§ How to complete this task:
Your answer should be each line of the entries that contains the word "DefaultTraceFilter", copied in full.

Dataset entries:
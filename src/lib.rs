//! seqtrace - Sequence traces from resolved AST snapshots
//!
//! Walks the call graph of an already-parsed codebase from an entry method
//! and renders the bounded, cycle-safe result as a Mermaid sequence diagram,
//! or gathers the sources needed to explain it.

pub mod cli;
pub mod core;
pub mod trace;

pub use core::config::Config;
pub use core::error::{Error, Result};
//! Method Identifiers
//!
//! A method is identified by `typeFqn.methodName(paramType1,paramType2)`.
//! The owning type is everything before the last `.` that precedes the
//! first `(`. Identifiers without parentheses are treated as a bare type
//! name with no method part.
//!
//! @module trace/method_id

use once_cell::sync::Lazy;
use regex::Regex;
use serde::{Deserialize, Serialize};
use std::fmt;

/// Innermost generic argument list
static GENERIC_ARGS: Lazy<Regex> = Lazy::new(|| Regex::new(r"<[^<>]*>").expect("valid regex"));

// =============================================================================
// METHOD ID
// =============================================================================

/// Fully-qualified method identifier
#[derive(Debug, Clone, PartialEq, Eq, Hash, PartialOrd, Ord, Serialize, Deserialize)]
#[serde(transparent)]
pub struct MethodId(String);

impl MethodId {
    pub fn new(id: impl Into<String>) -> Self {
        Self(id.into().trim().to_string())
    }

    /// Build `type.method()` for a call site that carries no resolved signature
    pub fn from_parts(type_fqn: &str, method_name: &str) -> Self {
        Self(format!("{}.{}()", type_fqn, method_name))
    }

    pub fn as_str(&self) -> &str {
        &self.0
    }

    /// Byte offset of the `.` separating type and method, if any
    fn split_point(&self) -> Option<usize> {
        let paren = self.0.find('(')?;
        self.0[..paren].rfind('.')
    }

    /// Owning type FQN, generics included
    pub fn type_fqn(&self) -> &str {
        match (self.0.find('('), self.split_point()) {
            (None, _) => &self.0,
            (Some(_), Some(dot)) => &self.0[..dot],
            (Some(_), None) => "",
        }
    }

    /// `methodName(params)`, empty for malformed ids
    pub fn method_signature(&self) -> &str {
        match (self.0.find('('), self.split_point()) {
            (None, _) => "",
            (Some(_), Some(dot)) => &self.0[dot + 1..],
            (Some(_), None) => &self.0,
        }
    }

    /// Simple method name without parameter list
    pub fn method_name(&self) -> &str {
        let sig = self.method_signature();
        match sig.find('(') {
            Some(paren) => &sig[..paren],
            None => sig,
        }
    }

    /// Parameter types as written, empty when the id has `()` or no list at all
    pub fn parameter_types(&self) -> Vec<&str> {
        let sig = self.method_signature();
        let (Some(open), Some(close)) = (sig.find('('), sig.rfind(')')) else {
            return Vec::new();
        };
        if close <= open {
            return Vec::new();
        }
        split_top_level(&sig[open + 1..close])
    }

    /// Whether the id names a method at all
    pub fn has_method(&self) -> bool {
        !self.method_name().is_empty()
    }

    /// Identity used for path-local cycle detection.
    ///
    /// Drops the parameter list so `B.m()` from an unresolved call site and
    /// `B.m(int)` from a declaration collide.
    pub fn visit_key(&self) -> String {
        format!("{}.{}", strip_generics(self.type_fqn()), self.method_name())
    }
}

impl fmt::Display for MethodId {
    fn fmt(&self, f: &mut fmt::Formatter<'_>) -> fmt::Result {
        f.write_str(&self.0)
    }
}

impl From<&str> for MethodId {
    fn from(s: &str) -> Self {
        Self::new(s)
    }
}

impl From<String> for MethodId {
    fn from(s: String) -> Self {
        Self::new(s)
    }
}

// =============================================================================
// NAME HELPERS
// =============================================================================

/// Remove generic arguments: `a.Box<a.T>` -> `a.Box`,
/// `a.Outer<T>.Inner<U>` -> `a.Outer.Inner`
pub fn strip_generics(type_fqn: &str) -> String {
    let mut out = type_fqn.to_string();
    while GENERIC_ARGS.is_match(&out) {
        out = GENERIC_ARGS.replace_all(&out, "").into_owned();
    }
    out
}

/// Last segment of a (possibly generic) type FQN
pub fn simple_class_name(type_fqn: &str) -> String {
    let base = strip_generics(type_fqn);
    match base.rfind('.') {
        Some(dot) => base[dot + 1..].to_string(),
        None => base,
    }
}

/// Identifier safe for use as a Mermaid participant id
pub fn safe_mermaid_id(name: &str) -> String {
    name.replace('.', "_")
        .replace(['(', ')', '<', '>'], "")
        .replace(',', "__")
        .replace(' ', "")
}

/// Split a comma-separated list, ignoring commas nested inside `<...>`
fn split_top_level(list: &str) -> Vec<&str> {
    let mut parts = Vec::new();
    let mut depth = 0usize;
    let mut start = 0;
    for (i, c) in list.char_indices() {
        match c {
            '<' => depth += 1,
            '>' => depth = depth.saturating_sub(1),
            ',' if depth == 0 => {
                parts.push(list[start..i].trim());
                start = i + 1;
            }
            _ => {}
        }
    }
    let last = list[start..].trim();
    if !last.is_empty() || !parts.is_empty() {
        parts.push(last);
    }
    parts
}

// =============================================================================
// TESTS
// =============================================================================

#[cfg(test)]
mod tests {
    use super::*;

    #[test]
    fn test_split_type_and_method() {
        let id = MethodId::new("com.acme.OrderService.place(com.acme.Order,int)");
        assert_eq!(id.type_fqn(), "com.acme.OrderService");
        assert_eq!(id.method_signature(), "place(com.acme.Order,int)");
        assert_eq!(id.method_name(), "place");
        assert_eq!(id.parameter_types(), vec!["com.acme.Order", "int"]);
    }

    #[test]
    fn test_generic_parameters_are_not_split() {
        let id = MethodId::new("a.Repo.save(java.util.Map<java.lang.String,a.Item>,int)");
        assert_eq!(id.type_fqn(), "a.Repo");
        assert_eq!(
            id.parameter_types(),
            vec!["java.util.Map<java.lang.String,a.Item>", "int"]
        );
    }

    #[test]
    fn test_malformed_id_is_a_bare_type() {
        let id = MethodId::new("com.acme.OrderService");
        assert_eq!(id.type_fqn(), "com.acme.OrderService");
        assert_eq!(id.method_signature(), "");
        assert!(!id.has_method());
    }

    #[test]
    fn test_method_without_type() {
        let id = MethodId::new("run()");
        assert_eq!(id.type_fqn(), "");
        assert_eq!(id.method_name(), "run");
        assert!(id.parameter_types().is_empty());
    }

    #[test]
    fn test_visit_key_ignores_parameters_and_generics() {
        let declared = MethodId::new("a.Box<a.T>.get(int)");
        let called = MethodId::from_parts("a.Box", "get");
        assert_eq!(declared.visit_key(), called.visit_key());
        assert_eq!(called.visit_key(), "a.Box.get");

        let member = MethodId::new("a.Outer<K>.Inner<V>.put(V)");
        assert_eq!(member.visit_key(), "a.Outer.Inner.put");
    }

    #[test]
    fn test_name_helpers() {
        assert_eq!(strip_generics("java.util.List<a.B>"), "java.util.List");
        assert_eq!(strip_generics("a.Map<a.K, java.util.List<a.V>>"), "a.Map");
        assert_eq!(strip_generics("a.Outer<T>.Inner<U>"), "a.Outer.Inner");
        assert_eq!(simple_class_name("com.acme.Order<T>"), "Order");
        assert_eq!(simple_class_name("Order"), "Order");
        assert_eq!(safe_mermaid_id("com.acme.Box<T>"), "com_acme_BoxT");
        assert_eq!(safe_mermaid_id("a.f(x,y)"), "a_fx__y");
    }
}
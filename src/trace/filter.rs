//! Trace Filter
//!
//! Decides which methods and call edges are followed while tracing and
//! which calls are drawn while rendering. Filters are pure predicates over
//! names plus read-only index lookups.
//!
//! @module trace/filter

use std::collections::BTreeSet;
use std::fmt::Debug;

use super::index::TypeIndex;
use super::method_id::{strip_generics, MethodId};

// =============================================================================
// TRAIT
// =============================================================================

/// Exclusion policy for traced methods and call edges
pub trait TraceFilter: Send + Sync + Debug {
    /// Whether tracing should stop at this method
    fn should_exclude(&self, method_id: &MethodId, index: Option<&TypeIndex>) -> bool;

    /// Whether a call edge to `callee_type.method_name` should be dropped
    fn should_exclude_call(
        &self,
        callee_type: &str,
        method_name: &str,
        index: Option<&TypeIndex>,
    ) -> bool;
}

/// Filter that excludes nothing
#[derive(Debug, Clone, Copy, Default)]
pub struct AllowAll;

impl TraceFilter for AllowAll {
    fn should_exclude(&self, _method_id: &MethodId, _index: Option<&TypeIndex>) -> bool {
        false
    }

    fn should_exclude_call(&self, _: &str, _: &str, _: Option<&TypeIndex>) -> bool {
        false
    }
}

// =============================================================================
// DEFAULT FILTER
// =============================================================================

/// Type prefixes that are almost never interesting in a sequence diagram
const STANDARD_LIBRARY_PREFIXES: &[&str] = &[
    "java.",
    "javax.",
    "jakarta.",
    "kotlin.",
    "scala.",
    "sun.",
    "com.sun.",
    "org.slf4j.",
    "org.apache.logging.",
    "org.apache.commons.",
    "org.springframework.",
    "com.fasterxml.jackson.",
    "lombok.",
];

/// Method names that only add noise
const STANDARD_LIBRARY_METHODS: &[&str] = &["toString", "hashCode", "equals"];

/// Exclusion by type name prefix, by method name, and optionally by
/// accessor pairing
#[derive(Debug, Clone, Default)]
pub struct DefaultTraceFilter {
    excluded_types: BTreeSet<String>,
    excluded_methods: BTreeSet<String>,
    accessor_pairing: bool,
}

impl DefaultTraceFilter {
    pub fn new() -> Self {
        Self::default()
    }

    /// Filter preloaded with JDK and common framework noise
    pub fn standard_library() -> Self {
        Self::new()
            .exclude_types(STANDARD_LIBRARY_PREFIXES.iter().copied())
            .exclude_methods(STANDARD_LIBRARY_METHODS.iter().copied())
    }

    /// Exclude types equal to or starting with any of the given names
    pub fn exclude_types<I, S>(mut self, types: I) -> Self
    where
        I: IntoIterator<Item = S>,
        S: Into<String>,
    {
        self.excluded_types
            .extend(types.into_iter().map(Into::into).filter(|s| !s.is_empty()));
        self
    }

    /// Exclude methods by simple name, in any type
    pub fn exclude_methods<I, S>(mut self, methods: I) -> Self
    where
        I: IntoIterator<Item = S>,
        S: Into<String>,
    {
        self.excluded_methods
            .extend(methods.into_iter().map(Into::into).filter(|s| !s.is_empty()));
        self
    }

    /// Skip a getter or setter when its counterpart exists on the same type
    pub fn with_accessor_pairing(mut self, enabled: bool) -> Self {
        self.accessor_pairing = enabled;
        self
    }

    fn is_type_excluded(&self, type_fqn: &str) -> bool {
        let type_fqn = strip_generics(type_fqn);
        self.excluded_types
            .iter()
            .any(|prefix| type_fqn.starts_with(prefix.as_str()))
    }

    fn is_paired_accessor(&self, type_fqn: &str, method_name: &str, index: &TypeIndex) -> bool {
        let counterparts = accessor_counterparts(method_name);
        if counterparts.is_empty() {
            return false;
        }
        let Some(data) = index.get(type_fqn) else {
            return false;
        };
        counterparts
            .iter()
            .any(|other| data.has_method(type_fqn, other))
    }
}

impl TraceFilter for DefaultTraceFilter {
    fn should_exclude(&self, method_id: &MethodId, index: Option<&TypeIndex>) -> bool {
        self.should_exclude_call(method_id.type_fqn(), method_id.method_name(), index)
    }

    fn should_exclude_call(
        &self,
        callee_type: &str,
        method_name: &str,
        index: Option<&TypeIndex>,
    ) -> bool {
        if self.is_type_excluded(callee_type) {
            return true;
        }
        if self.excluded_methods.contains(method_name) {
            return true;
        }
        match index {
            Some(index) if self.accessor_pairing => {
                self.is_paired_accessor(callee_type, method_name, index)
            }
            _ => false,
        }
    }
}

/// Names of the other half of an accessor pair: `getX`/`isX` <-> `setX`
fn accessor_counterparts(method_name: &str) -> Vec<String> {
    let property = |prefix: &str| {
        method_name
            .strip_prefix(prefix)
            .filter(|rest| rest.chars().next().map(char::is_uppercase).unwrap_or(false))
    };

    if let Some(rest) = property("get").or_else(|| property("is")) {
        vec![format!("set{}", rest)]
    } else if let Some(rest) = property("set") {
        vec![format!("get{}", rest), format!("is{}", rest)]
    } else {
        Vec::new()
    }
}

// =============================================================================
// TESTS
// =============================================================================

§ Exercise response:
pub struct DefaultTraceFilter {
impl DefaultTraceFilter {
impl TraceFilter for DefaultTraceFilter {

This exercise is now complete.